Problem statement: Report each line of the entries that contains the word "field", copied in full.

Data to process:
//! Load, mutate, save cycles against the conference event store.
//!
//! Each operation reloads the store on every attempt and retries when the
//! save loses an optimistic-locking race, up to `max_attempts` attempts.

use crate::db::Persistence;
use crate::error::{SocratesError, SocratesResult};
use crate::model::{Resource, SocratesEventStore};
use crate::ops::eventstore_ops::EventStoreGateway;
use crate::validation;

#[derive(Debug, Clone, Copy, PartialEq, Eq)]
pub enum RegistrationOutcome {
    Registered,
    AlreadyRegistered,
    /// Registration for the resource is switched off.
    Closed,
    Full,
}

enum Change<T> {
    Save(T),
    Skip(T),
}

fn with_retry<P, T, F>(
    gateway: &EventStoreGateway<P>,
    max_attempts: u32,
    mut apply: F,
) -> SocratesResult<T>
where
    P: Persistence,
    F: FnMut(&mut SocratesEventStore) -> SocratesResult<Change<T>>,
{
    let max_attempts = max_attempts.max(1);
    let mut attempt = 1;
    loop {
        let mut store = gateway.load_or_create()?;
        let outcome = match apply(&mut store)? {
            Change::Skip(outcome) => return Ok(outcome),
            Change::Save(outcome) => outcome,
        };

        match gateway.save_event_store(&mut store) {
            Ok(()) => return Ok(outcome),
            Err(e) if e.is_version_conflict() && attempt < max_attempts => {
                tracing::warn!(attempt, max_attempts, "retrying after version conflict");
                attempt += 1;
            }
            Err(e) => return Err(e),
        }
    }
}

fn resource_mut<'a>(store: &'a mut SocratesEventStore, name: &str) -> SocratesResult<&'a mut Resource> {
    store
        .resource_named_mut(name)
        .ok_or_else(|| SocratesError::NotFound {
            entity_type: "Resource".into(),
            id: name.to_string(),
        })
}

fn ensure_absent(store: &SocratesEventStore, name: &str) -> SocratesResult<()> {
    if store.resource_named(name).is_some() {
        return Err(SocratesError::AlreadyExists {
            entity_type: "Resource".into(),
            identifier: name.to_string(),
        });
    }
    Ok(())
}

pub fn add_resource<P: Persistence>(
    gateway: &EventStoreGateway<P>,
    max_attempts: u32,
    name: &str,
    limit: Option<i64>,
) -> SocratesResult<Resource> {
    let name = validation::non_blank(name, "name")?;
    let limit = validation::optional_positive(limit, "limit")?;

    let resource = with_retry(gateway, max_attempts, |store| {
        ensure_absent(store, &name)?;
        let resource = Resource::create(limit);
        store.add_resource(name.clone(), resource.clone());
        Ok(Change::Save(resource))
    })?;
    tracing::info!(resource = %name, ?limit, "resource added");
    Ok(resource)
}

pub fn register_member<P: Persistence>(
    gateway: &EventStoreGateway<P>,
    max_attempts: u32,
    resource_name: &str,
    member_id: &str,
) -> SocratesResult<RegistrationOutcome> {
    let resource_name = validation::non_blank(resource_name, "resource")?;
    let member_id = validation::non_blank(member_id, "member id")?;

    let outcome = with_retry(gateway, max_attempts, |store| {
        let resource = resource_mut(store, &resource_name)?;
        if resource.is_registered(&member_id) {
            return Ok(Change::Skip(RegistrationOutcome::AlreadyRegistered));
        }
        if !resource.registration_open() {
            return Ok(Change::Skip(RegistrationOutcome::Closed));
        }
        if resource.is_full() {
            return Ok(Change::Skip(RegistrationOutcome::Full));
        }
        resource.add_member_id(member_id.as_str());
        Ok(Change::Save(RegistrationOutcome::Registered))
    })?;
    tracing::info!(resource = %resource_name, member = %member_id, ?outcome, "registration");
    Ok(outcome)
}

/// Returns whether the member was registered before.
pub fn unregister_member<P: Persistence>(
    gateway: &EventStoreGateway<P>,
    max_attempts: u32,
    resource_name: &str,
    member_id: &str,
) -> SocratesResult<bool> {
    let resource_name = validation::non_blank(resource_name, "resource")?;
    let member_id = validation::non_blank(member_id, "member id")?;

    let removed = with_retry(gateway, max_attempts, |store| {
        let resource = resource_mut(store, &resource_name)?;
        if !resource.is_registered(&member_id) {
            return Ok(Change::Skip(false));
        }
        resource.remove_member_id(&member_id);
        Ok(Change::Save(true))
    })?;
    if removed {
        tracing::info!(resource = %resource_name, member = %member_id, "member unregistered");
    }
    Ok(removed)
}

pub fn set_registration_open<P: Persistence>(
    gateway: &EventStoreGateway<P>,
    max_attempts: u32,
    resource_name: &str,
    open: bool,
) -> SocratesResult<Resource> {
    let resource_name = validation::non_blank(resource_name, "resource")?;
    with_retry(gateway, max_attempts, |store| {
        let resource = resource_mut(store, &resource_name)?;
        resource.set_registration_open(open);
        Ok(Change::Save(resource.clone()))
    })
}

pub fn set_with_waitinglist<P: Persistence>(
    gateway: &EventStoreGateway<P>,
    max_attempts: u32,
    resource_name: &str,
    with_waitinglist: bool,
) -> SocratesResult<Resource> {
    let resource_name = validation::non_blank(resource_name, "resource")?;
    with_retry(gateway, max_attempts, |store| {
        let resource = resource_mut(store, &resource_name)?;
        resource.set_with_waitinglist(with_waitinglist);
        Ok(Change::Save(resource.clone()))
    })
}

pub fn set_limit<P: Persistence>(
    gateway: &EventStoreGateway<P>,
    max_attempts: u32,
    resource_name: &str,
    limit: Option<i64>,
) -> SocratesResult<Resource> {
    let resource_name = validation::non_blank(resource_name, "resource")?;
    let limit = validation::optional_positive(limit, "limit")?;
    with_retry(gateway, max_attempts, |store| {
        let resource = resource_mut(store, &resource_name)?;
        resource.set_limit(limit);
        Ok(Change::Save(resource.clone()))
    })
}

/// Adds `target` as a fresh copy of `source`: same limit, no members,
/// registration open, no waitinglist.
pub fn copy_resource<P: Persistence>(
    gateway: &EventStoreGateway<P>,
    max_attempts: u32,
    source_name: &str,
    target_name: &str,
) -> SocratesResult<Resource> {
    let source_name = validation::non_blank(source_name, "resource")?;
    let target_name = validation::non_blank(target_name, "name")?;
    with_retry(gateway, max_attempts, |store| {
        ensure_absent(store, &target_name)?;
        let copy = Resource::copied_from(resource_mut(store, &source_name)?);
        store.add_resource(target_name.clone(), copy.clone());
        Ok(Change::Save(copy))
    })
}
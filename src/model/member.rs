use chrono::{DateTime, Utc};
use serde::{Deserialize, Serialize};
use std::fmt;

/// Opaque member identifier as handed out by the member directory.
#[derive(Clone, PartialEq, Eq, Hash, PartialOrd, Ord, Serialize, Deserialize)]
#[serde(transparent)]
pub struct MemberId(String);

impl MemberId {
    pub fn new(value: impl Into<String>) -> Self {
        Self(value.into())
    }

    pub fn as_str(&self) -> &str {
        &self.0
    }
}

impl From<&str> for MemberId {
    fn from(value: &str) -> Self {
        Self::new(value)
    }
}

impl From<String> for MemberId {
    fn from(value: String) -> Self {
        Self(value)
    }
}

impl From<&MemberId> for MemberId {
    fn from(value: &MemberId) -> Self {
        value.clone()
    }
}

impl fmt::Debug for MemberId {
    fn fmt(&self, f: &mut fmt::Formatter<'_>) -> fmt::Result {
        write!(f, "MemberId({})", self.0)
    }
}

impl fmt::Display for MemberId {
    fn fmt(&self, f: &mut fmt::Formatter<'_>) -> fmt::Result {
        write!(f, "{}", self.0)
    }
}

/// A single sign-up on a resource.
#[derive(Debug, Clone, PartialEq, Eq)]
pub struct MemberRegistration {
    pub member_id: MemberId,
    pub registered_at: Option<DateTime<Utc>>,
}

impl MemberRegistration {
    pub fn create(member_id: MemberId) -> Self {
        Self {
            member_id,
            registered_at: Some(Utc::now()),
        }
    }
}
use std::io;
use std::path::PathBuf;

use socrates::cli;
use socrates::config::Config;
use socrates::db::SqlitePersistence;
use socrates::ops::EventStoreGateway;
use tracing_subscriber::EnvFilter;

fn main() {
    tracing_subscriber::fmt()
        .with_env_filter(
            EnvFilter::try_from_default_env().unwrap_or_else(|_| EnvFilter::new("info")),
        )
        .with_target(false)
        .with_writer(io::stderr)
        .init();

    let mut config = match Config::from_env() {
        Ok(config) => config,
        Err(e) => {
            eprintln!("Error: {}", e);
            std::process::exit(1);
        }
    };

    let mut args = std::env::args().skip(1);
    let mut command_args = Vec::new();
    while let Some(arg) = args.next() {
        match arg.as_str() {
            "--file" | "-f" => match args.next() {
                Some(path) => config.db_path = PathBuf::from(path),
                None => {
                    eprintln!("Error: --file requires a path argument");
                    std::process::exit(1);
                }
            },
            "--help" | "-h" => {
                command_args = vec!["help".to_string()];
                break;
            }
            _ => command_args.push(arg),
        }
    }

    let command = match cli::parse(&command_args) {
        Ok(command) => command,
        Err(e) => {
            eprintln!("Error: {}", e);
            std::process::exit(1);
        }
    };

    if command == cli::Command::Help {
        if let Err(e) = cli::print_help(&mut io::stdout()) {
            eprintln!("Error: {}", e);
            std::process::exit(1);
        }
        return;
    }

    if let Some(dir) = config.db_path.parent().filter(|d| !d.as_os_str().is_empty()) {
        if let Err(e) = std::fs::create_dir_all(dir) {
            eprintln!("Error creating {}: {}", dir.display(), e);
            std::process::exit(1);
        }
    }

    let persistence = match SqlitePersistence::open(&config.db_path) {
        Ok(p) => p,
        Err(e) => {
            eprintln!("Error opening database: {}", e);
            std::process::exit(1);
        }
    };
    tracing::debug!(db = %config.db_path.display(), "database opened");

    let gateway = EventStoreGateway::new(persistence);
    if let Err(e) = cli::execute(&gateway, config.save_attempts, command, &mut io::stdout()) {
        eprintln!("Error: {}", e);
        std::process::exit(1);
    }
}
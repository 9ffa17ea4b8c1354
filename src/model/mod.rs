pub mod member;
pub mod resource;
pub mod snapshot;
pub mod event_store;

// Re-exports for convenience
pub use member::{MemberId, MemberRegistration};
pub use resource::Resource;
pub use snapshot::{EventStoreState, RegistrationSnapshot, ResourceSnapshot, SCHEMA_VERSION};
pub use event_store::{SocratesEventStore, SOCRATES_EVENT_STORE_ID};
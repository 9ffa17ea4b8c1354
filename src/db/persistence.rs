use serde_json::Value;

use crate::error::SocratesResult;

/// A stored document together with its optimistic-locking version.
#[derive(Debug, Clone, PartialEq)]
pub struct StoredDocument {
    pub id: String,
    pub version: u64,
    pub state: Value,
}

/// Storage backend for versioned documents.
///
/// `save_with_version` treats `document.version` as the version the caller
/// last read. The write succeeds only if the stored version still matches
/// (an absent document counts as version 0) and returns the new version.
/// Otherwise it fails with `SocratesError::VersionConflict` and stores
/// nothing.
pub trait Persistence {
    fn get_by_id(&self, id: &str) -> SocratesResult<Option<StoredDocument>>;

    fn save_with_version(&self, document: &StoredDocument) -> SocratesResult<u64>;
}

impl<P: Persistence + ?Sized> Persistence for &P {
    fn get_by_id(&self, id: &str) -> SocratesResult<Option<StoredDocument>> {
        (**self).get_by_id(id)
    }

    fn save_with_version(&self, document: &StoredDocument) -> SocratesResult<u64> {
        (**self).save_with_version(document)
    }
}
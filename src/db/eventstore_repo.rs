use std::path::Path;

use rusqlite::{params, Connection};

use super::persistence::{Persistence, StoredDocument};
use super::schema;
use crate::error::{SocratesError, SocratesResult};

fn stored_version(version: i64) -> SocratesResult<u64> {
    u64::try_from(version).map_err(|_| SocratesError::OutOfRange {
        field: "version".into(),
        value: version,
    })
}

fn column_version(version: u64) -> SocratesResult<i64> {
    i64::try_from(version).map_err(|_| SocratesError::OutOfRange {
        field: "version".into(),
        value: i64::MAX,
    })
}

/// SQLite-backed document store, one row per document id.
pub struct SqlitePersistence {
    conn: Connection,
}

impl SqlitePersistence {
    pub fn new(conn: Connection) -> Self {
        Self { conn }
    }

    /// Opens (or creates) the database file and makes sure the schema exists.
    pub fn open(db_path: &Path) -> SocratesResult<Self> {
        let conn = Connection::open(db_path)?;
        schema::initialize(&conn)?;
        Ok(Self::new(conn))
    }

    pub fn connection(&self) -> &Connection {
        &self.conn
    }

    fn current_version(&self, id: &str) -> SocratesResult<Option<u64>> {
        let result = self.conn.query_row(
            "SELECT version FROM eventstore WHERE id = ?1",
            params![id],
            |row| row.get::<_, i64>(0),
        );
        match result {
            Ok(version) => Ok(Some(stored_version(version)?)),
            Err(rusqlite::Error::QueryReturnedNoRows) => Ok(None),
            Err(e) => Err(e.into()),
        }
    }
}

impl Persistence for SqlitePersistence {
    fn get_by_id(&self, id: &str) -> SocratesResult<Option<StoredDocument>> {
        let mut stmt = self
            .conn
            .prepare("SELECT id, version, state FROM eventstore WHERE id = ?1")?;

        let result = stmt.query_row(params![id], |row| {
            let id: String = row.get(0)?;
            let version: i64 = row.get(1)?;
            let state: String = row.get(2)?;
            Ok((id, version, state))
        });

        match result {
            Ok((id, version, state)) => Ok(Some(StoredDocument {
                id,
                version: stored_version(version)?,
                state: serde_json::from_str(&state)?,
            })),
            Err(rusqlite::Error::QueryReturnedNoRows) => Ok(None),
            Err(e) => Err(e.into()),
        }
    }

    fn save_with_version(&self, document: &StoredDocument) -> SocratesResult<u64> {
        let state = serde_json::to_string(&document.state)?;
        let expected = column_version(document.version)?;
        let next = expected
            .checked_add(1)
            .ok_or_else(|| SocratesError::OutOfRange {
                field: "version".into(),
                value: expected,
            })?;

        let changed = if document.version == 0 {
            self.conn.execute(
                "INSERT OR IGNORE INTO eventstore (id, version, state) VALUES (?1, ?2, ?3)",
                params![document.id, next, state],
            )?
        } else {
            self.conn.execute(
                "UPDATE eventstore SET version = ?1, state = ?2, updated_at = datetime('now')
                 WHERE id = ?3 AND version = ?4",
                params![next, state, document.id, expected],
            )?
        };

        if changed == 1 {
            return stored_version(next);
        }

        Err(SocratesError::VersionConflict {
            id: document.id.clone(),
            expected: document.version,
            actual: self.current_version(&document.id)?.unwrap_or(0),
        })
    }
}
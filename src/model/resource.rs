use super::member::{MemberId, MemberRegistration};

/// A capacity-bounded registration list (a room category, a seat pool).
///
/// `registration_open` is a manually set signal and is never derived from
/// the capacity. Callers that want to present a resource as bookable check
/// both `registration_open()` and `is_full()`.
#[derive(Debug, Clone, Default, PartialEq, Eq)]
pub struct Resource {
    pub(crate) registered_members: Vec<MemberRegistration>,
    pub(crate) limit: Option<u32>,
    pub(crate) registration_open: bool,
    pub(crate) with_waitinglist: bool,
}

impl Resource {
    /// A fresh resource accepting registrations, with an optional capacity.
    pub fn create(limit: Option<u32>) -> Self {
        Self {
            registered_members: Vec::new(),
            limit,
            registration_open: true,
            with_waitinglist: false,
        }
    }

    /// Member ids in registration order.
    pub fn registered_members(&self) -> Vec<&str> {
        self.registered_members
            .iter()
            .map(|r| r.member_id.as_str())
            .collect()
    }

    pub fn registrations(&self) -> &[MemberRegistration] {
        &self.registered_members
    }

    pub fn limit(&self) -> Option<u32> {
        self.limit
    }

    pub fn registration_open(&self) -> bool {
        self.registration_open
    }

    pub fn with_waitinglist(&self) -> bool {
        self.with_waitinglist
    }

    pub fn is_full(&self) -> bool {
        self.limit
            .is_some_and(|limit| self.registered_members.len() >= limit as usize)
    }

    pub fn is_registered(&self, member_id: &str) -> bool {
        self.registered_members
            .iter()
            .any(|r| r.member_id.as_str() == member_id)
    }

    /// Appends a registration unless the member is already registered or the
    /// resource is full.
    pub fn add_member_id(&mut self, member_id: impl Into<MemberId>) {
        let member_id = member_id.into();
        if self.is_registered(member_id.as_str()) || self.is_full() {
            return;
        }
        self.registered_members
            .push(MemberRegistration::create(member_id));
    }

    pub fn remove_member_id(&mut self, member_id: &str) {
        self.registered_members
            .retain(|r| r.member_id.as_str() != member_id);
    }

    pub fn set_limit(&mut self, limit: Option<u32>) {
        self.limit = limit;
    }

    pub fn set_registration_open(&mut self, open: bool) {
        self.registration_open = open;
    }

    pub fn set_with_waitinglist(&mut self, with_waitinglist: bool) {
        self.with_waitinglist = with_waitinglist;
    }

    /// Takes over the capacity of `source` and resets everything else: no
    /// members, registration open, no waitinglist.
    pub fn copy_from(&mut self, source: &Resource) -> &mut Self {
        self.limit = source.limit;
        self.registered_members = Vec::new();
        self.registration_open = true;
        self.with_waitinglist = false;
        self
    }

    pub fn copied_from(source: &Resource) -> Self {
        let mut copy = Self::default();
        copy.copy_from(source);
        copy
    }
}
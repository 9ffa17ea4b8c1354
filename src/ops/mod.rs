pub mod eventstore_ops;
pub mod registration_ops;

pub use eventstore_ops::EventStoreGateway;
pub use registration_ops::RegistrationOutcome;
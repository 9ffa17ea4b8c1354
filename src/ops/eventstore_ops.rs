use crate::db::{Persistence, StoredDocument};
use crate::error::SocratesResult;
use crate::model::{EventStoreState, SocratesEventStore, SOCRATES_EVENT_STORE_ID};

/// Loads and saves the conference event store through an injected backend.
pub struct EventStoreGateway<P> {
    persistence: P,
}

impl<P: Persistence> EventStoreGateway<P> {
    pub fn new(persistence: P) -> Self {
        Self { persistence }
    }

    pub fn persistence(&self) -> &P {
        &self.persistence
    }

    pub fn get_event_store(&self) -> SocratesResult<Option<SocratesEventStore>> {
        let Some(document) = self.persistence.get_by_id(SOCRATES_EVENT_STORE_ID)? else {
            tracing::debug!(id = SOCRATES_EVENT_STORE_ID, "no stored event store");
            return Ok(None);
        };

        let state: EventStoreState = serde_json::from_value(document.state)?;
        let store = SocratesEventStore::from_state(state, document.version)?;
        tracing::debug!(id = store.id(), version = store.version(), "loaded event store");
        Ok(Some(store))
    }

    /// The stored event store, or an empty one at version 0.
    pub fn load_or_create(&self) -> SocratesResult<SocratesEventStore> {
        Ok(self.get_event_store()?.unwrap_or_default())
    }

    /// Saves against the version the store was loaded at and advances it on
    /// success. A version conflict leaves `store` untouched.
    pub fn save_event_store(&self, store: &mut SocratesEventStore) -> SocratesResult<()> {
        let document = StoredDocument {
            id: store.id().to_string(),
            version: store.version(),
            state: serde_json::to_value(store.state())?,
        };

        match self.persistence.save_with_version(&document) {
            Ok(version) => {
                tracing::debug!(id = store.id(), version, "saved event store");
                store.set_version(version);
                Ok(())
            }
            Err(e) => {
                if e.is_version_conflict() {
                    tracing::warn!(id = store.id(), expected = store.version(), "stale event store");
                }
                Err(e)
            }
        }
    }
}
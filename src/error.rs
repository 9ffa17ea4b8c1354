use thiserror::Error;

#[derive(Debug, Error)]
pub enum SocratesError {
    #[error("{field} cannot be blank")]
    BlankField { field: String },

    #[error("{field} must be positive")]
    NonPositive { field: String },

    #[error("{field} is out of range: {value}")]
    OutOfRange { field: String, value: i64 },

    #[error("{entity_type} not found: {id}")]
    NotFound { entity_type: String, id: String },

    #[error("{entity_type} already exists: {identifier}")]
    AlreadyExists {
        entity_type: String,
        identifier: String,
    },

    #[error("Conflicting versions for {id}: expected {expected}, found {actual}")]
    VersionConflict { id: String, expected: u64, actual: u64 },

    #[error("Unsupported snapshot schema version {found} (latest known: {supported})")]
    UnsupportedSchema { found: u32, supported: u32 },

    #[error("Database error: {0}")]
    Database(#[from] rusqlite::Error),

    #[error("IO error: {0}")]
    Io(#[from] std::io::Error),

    #[error("JSON error: {0}")]
    Json(#[from] serde_json::Error),

    #[error("{0}")]
    Other(String),
}

impl SocratesError {
    /// True for errors a caller may resolve by reloading and retrying.
    pub fn is_version_conflict(&self) -> bool {
        matches!(self, SocratesError::VersionConflict { .. })
    }
}

pub type SocratesResult<T> = Result<T, SocratesError>;
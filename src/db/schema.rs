use rusqlite::Connection;

use crate::error::SocratesResult;

/// Initialize the database schema. Creates all tables if they don't exist.
pub fn initialize(conn: &Connection) -> SocratesResult<()> {
    conn.execute_batch(
        "
        CREATE TABLE IF NOT EXISTS eventstore (
            id TEXT PRIMARY KEY NOT NULL,
            version INTEGER NOT NULL,
            state TEXT NOT NULL,
            created_at TEXT NOT NULL DEFAULT (datetime('now')),
            updated_at TEXT NOT NULL DEFAULT (datetime('now'))
        );
        ",
    )?;
    Ok(())
}

/// Create an in-memory connection for testing. Available in test builds.
pub fn test_connection() -> Connection {
    let conn = Connection::open_in_memory().unwrap();
    initialize(&conn).unwrap();
    conn
}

Output of the task:
        field: "version".into(),
        field: "version".into(),
                field: "version".into(),
    #[error("{field} cannot be blank")]
    BlankField { field: String },
    #[error("{field} must be positive")]
    NonPositive { field: String },
    #[error("{field} is out of range: {value}")]
    OutOfRange { field: String, value: i64 },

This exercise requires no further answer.